If a line in the data below contains the word "String", copy it out.

◆ Items from a data source:
-------------------------

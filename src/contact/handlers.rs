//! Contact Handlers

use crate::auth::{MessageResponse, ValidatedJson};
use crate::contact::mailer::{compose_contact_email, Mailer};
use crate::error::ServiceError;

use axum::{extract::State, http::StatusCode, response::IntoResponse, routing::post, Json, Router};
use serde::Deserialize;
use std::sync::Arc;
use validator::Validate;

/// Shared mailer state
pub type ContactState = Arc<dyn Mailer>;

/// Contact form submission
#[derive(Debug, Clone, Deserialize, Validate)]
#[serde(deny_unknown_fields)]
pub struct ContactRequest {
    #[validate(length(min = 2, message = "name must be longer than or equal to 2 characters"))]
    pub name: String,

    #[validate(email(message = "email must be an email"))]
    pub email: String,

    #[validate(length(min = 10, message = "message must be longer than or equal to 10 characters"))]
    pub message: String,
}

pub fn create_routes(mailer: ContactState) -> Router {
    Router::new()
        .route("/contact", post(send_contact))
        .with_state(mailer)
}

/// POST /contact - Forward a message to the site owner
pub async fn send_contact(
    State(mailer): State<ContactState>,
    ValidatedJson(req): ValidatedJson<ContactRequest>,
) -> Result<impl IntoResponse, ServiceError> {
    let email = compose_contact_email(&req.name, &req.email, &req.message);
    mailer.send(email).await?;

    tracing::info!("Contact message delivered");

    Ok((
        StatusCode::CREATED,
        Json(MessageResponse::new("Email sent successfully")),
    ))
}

-------------------------

◆ YOUR SOLUTION:
    pub name: String,
    pub email: String,
    pub message: String,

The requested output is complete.